Of course, as long as there has been crime, there's been someone trying to figure out how to stop it. Here's a chronological list of what the traps have come up with over the last two thousand years. It starts, and goes on for quite a while, with those annoying little giveaways, the fingerprints:
- The Years BCE (That non-Christian talk for 'Before the Common Era'): People found fingerprints left on rock paintings and carvings by prehistoric folks. Were left in place when prehistoric thieves discovered they could not steal the walls.
- 2nd Century ACE (Guess): the Roman attorney Quintillian proves in court that a handprint made in blood was used to frame a blind man of matricide. If it doesn't fit...
- 1248: A Chinese book called The Washing Away of Wrongs describes how to tell drowning from strangulation. Turns out there's more to it than the drowning victim just being wet. It's the first application of medical knowledge to detective work, but the title suggests it may have been written by the criminal, doesn't it?
- 1784: Physical matching was used for the first time when John Toms, Englishman, neglected to get rid of the newspaper he had on him whilst committing a murder. They found a corner of it on the pistol he used.
- 1813: The Spaniard Mathiew Orfila, professor of medicinal and forensic chemistry at the University of Paris, releases Traites de Poisons Tires des Regnes Mineral, Vegetal, et Animal, ou Toxicologie General I . Great things, these Romance languages. That pretty much translates itself. The good professor is also credited with being the first to set a microscope to the analysis of blood and that other tell-all bodily fluid, semen.
- 1880: Henry Faulds, Scotsman, uses fingerprints to eliminate an innocent suspect and point the finger at someone else. This was in Tokyo.

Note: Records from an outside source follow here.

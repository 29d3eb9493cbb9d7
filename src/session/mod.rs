pub(crate) mod coloring;
pub(crate) mod input;
//! Outline-bounded flood fill.
//!
//! The fill reads a straight-alpha snapshot of the paint surface and the outline barrier mask,
//! grows a 4-connected region from the seed with an explicit stack, and only then writes the
//! region back in one pass. Nothing read during traversal is mutated during traversal.

use crate::foundation::core::{PixelRect, Point, Rgba8};
use crate::foundation::error::{ColorbookError, ColorbookResult};
use crate::surface::buffer::Surface;
use crate::surface::mask::OutlineMask;
use crate::view::mapper::BackingTransform;

/// Default per-channel color distance accepted by the fill tool.
pub const DEFAULT_FILL_TOLERANCE: u8 = 30;

/// A flood-fill request in logical space.
#[derive(Clone, Copy, Debug, PartialEq)]
pub struct FillRequest {
    /// Seed point (logical units).
    pub seed: Point,
    /// Color written to every region pixel.
    pub color: Rgba8,
    /// Maximum per-channel absolute difference from the seed color.
    pub tolerance: u8,
}

/// What a fill call did.
#[derive(Clone, Copy, Debug, PartialEq, Eq)]
pub enum FillOutcome {
    /// Seed outside the buffer; nothing changed.
    OutOfBounds,
    /// Seed on an outline pixel; nothing changed.
    OnBarrier,
    /// Seed already opaque and within tolerance of the fill color; nothing changed.
    AlreadyFilled,
    /// Region recolored.
    Filled {
        /// Number of pixels written.
        pixels: usize,
        /// Bounding box of the written pixels.
        bounds: PixelRect,
    },
}

impl FillOutcome {
    /// `true` when pixels were written.
    pub fn changed(&self) -> bool {
        matches!(self, Self::Filled { .. })
    }
}

/// Fill from a logical seed, converted through the shared backing transform.
#[tracing::instrument(skip(paint, mask, transform), fields(w = paint.width(), h = paint.height()))]
pub fn flood_fill(
    paint: &mut Surface,
    mask: &OutlineMask,
    transform: &BackingTransform,
    request: &FillRequest,
) -> ColorbookResult<FillOutcome> {
    let Some((x, y)) = transform.to_pixel(request.seed) else {
        tracing::debug!("fill seed outside the canvas");
        return Ok(FillOutcome::OutOfBounds);
    };
    flood_fill_at_pixel(
        paint,
        mask,
        i64::from(x),
        i64::from(y),
        request.color,
        request.tolerance,
    )
}

/// Fill from a seed already expressed in backing-buffer pixels.
pub fn flood_fill_at_pixel(
    paint: &mut Surface,
    mask: &OutlineMask,
    x: i64,
    y: i64,
    color: Rgba8,
    tolerance: u8,
) -> ColorbookResult<FillOutcome> {
    if mask.width() != paint.width() || mask.height() != paint.height() {
        return Err(ColorbookError::validation(
            "outline mask does not match paint surface size",
        ));
    }
    if !paint.contains(x, y) {
        return Ok(FillOutcome::OutOfBounds);
    }
    let (sx, sy) = (x as u32, y as u32);
    if mask.is_barrier(sx, sy) {
        return Ok(FillOutcome::OnBarrier);
    }

    let w = paint.width() as usize;
    let h = paint.height() as usize;
    let snapshot = paint.straight_snapshot();
    let seed_idx = (sy as usize) * w + (sx as usize);
    let target = px(&snapshot, seed_idx);

    if target[3] == 255 && rgb_within(target, color.to_array(), tolerance) {
        return Ok(FillOutcome::AlreadyFilled);
    }

    let region = grow_region(&snapshot, mask, w, h, seed_idx, target, tolerance);
    let (pixels, bounds) = write_region(paint, &region, color);
    tracing::debug!(pixels, "fill complete");
    Ok(match bounds {
        Some(bounds) => FillOutcome::Filled { pixels, bounds },
        // The seed itself always joins the region, so this is unreachable in practice.
        None => FillOutcome::AlreadyFilled,
    })
}

const UNSEEN: u8 = 0;
const IN_REGION: u8 = 1;
const REJECTED: u8 = 2;

/// Classify pixels reachable from `seed_idx`. Each pixel is classified at most once.
fn grow_region(
    snapshot: &[u8],
    mask: &OutlineMask,
    w: usize,
    h: usize,
    seed_idx: usize,
    target: [u8; 4],
    tolerance: u8,
) -> Vec<u8> {
    let mut state = vec![UNSEEN; w * h];
    let mut stack: Vec<usize> = Vec::with_capacity(4096);
    state[seed_idx] = IN_REGION;
    stack.push(seed_idx);

    let visit = |ni: usize, state: &mut Vec<u8>, stack: &mut Vec<usize>| {
        if state[ni] != UNSEEN {
            return;
        }
        if mask.is_barrier_index(ni) || !matches(px(snapshot, ni), target, tolerance) {
            state[ni] = REJECTED;
            return;
        }
        state[ni] = IN_REGION;
        stack.push(ni);
    };

    while let Some(idx) = stack.pop() {
        let x = idx % w;
        let y = idx / w;
        if x > 0 {
            visit(idx - 1, &mut state, &mut stack);
        }
        if x + 1 < w {
            visit(idx + 1, &mut state, &mut stack);
        }
        if y > 0 {
            visit(idx - w, &mut state, &mut stack);
        }
        if y + 1 < h {
            visit(idx + w, &mut state, &mut stack);
        }
    }
    state
}

fn write_region(paint: &mut Surface, region: &[u8], color: Rgba8) -> (usize, Option<PixelRect>) {
    let w = paint.width() as usize;
    let fill = color.to_premul().to_array();
    let data = paint.data_mut();

    let mut count = 0usize;
    let (mut min_x, mut min_y) = (usize::MAX, usize::MAX);
    let (mut max_x, mut max_y) = (0usize, 0usize);
    for (idx, _) in region.iter().enumerate().filter(|(_, s)| **s == IN_REGION) {
        data[idx * 4..idx * 4 + 4].copy_from_slice(&fill);
        count += 1;
        let (x, y) = (idx % w, idx / w);
        min_x = min_x.min(x);
        min_y = min_y.min(y);
        max_x = max_x.max(x);
        max_y = max_y.max(y);
    }

    if count == 0 {
        return (0, None);
    }
    let bounds = PixelRect {
        x: min_x as u32,
        y: min_y as u32,
        width: (max_x - min_x + 1) as u32,
        height: (max_y - min_y + 1) as u32,
    };
    (count, Some(bounds))
}

#[inline(always)]
fn px(flat: &[u8], idx: usize) -> [u8; 4] {
    let o = idx * 4;
    [flat[o], flat[o + 1], flat[o + 2], flat[o + 3]]
}

#[inline(always)]
fn channel_within(a: u8, b: u8, tolerance: u8) -> bool {
    a.abs_diff(b) <= tolerance
}

fn rgb_within(p: [u8; 4], q: [u8; 4], tolerance: u8) -> bool {
    (0..3).all(|i| channel_within(p[i], q[i], tolerance))
}

/// Region membership: every channel within tolerance, or both fully transparent.
#[inline(always)]
fn matches(p: [u8; 4], target: [u8; 4], tolerance: u8) -> bool {
    if p[3] == 0 && target[3] == 0 {
        return true;
    }
    (0..4).all(|i| channel_within(p[i], target[i], tolerance))
}

#[cfg(test)]
#[path = "../../tests/unit/fill/engine.rs"]
mod tests;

What does Japanese sound like in a Scottish brogue?
- 1900: Big year. Basically the beginning of real bloodwork, when Karl Landsteiner develops methods for grouping and classifying the human blood groups. Criminals advised not to bleed when wounded.
- 1918: Edmond Locard comes up with the 12 points of a fingerprint by which to match. Glove stocks skyrocket.
- 1941: OK, now the future's coming. Murray Hill initiates voiceprint identification studies at Bell Labs. People begin to wonder if that isn't a little creepy.
- 1986: The first use of DNA evidence in a crime. An once again, it's England. Colin Pitchfork is convicted of murdering two girls in the Midlands. Pitchfork. The guy's name was Pitchfork.
- 1991: Get ballistics on this. The Integrated Ballistics Imaging System, IBIS, by Walsh Automation, takes a lot of guesswork out of shellcase and bullet matching.
Since then, it's mainly been improvements in software, storage, and image recognition software. There have been countless other developments throughout the history of the field, but that still doesn't change the fact that if someone takes your wallet, that's pretty much it.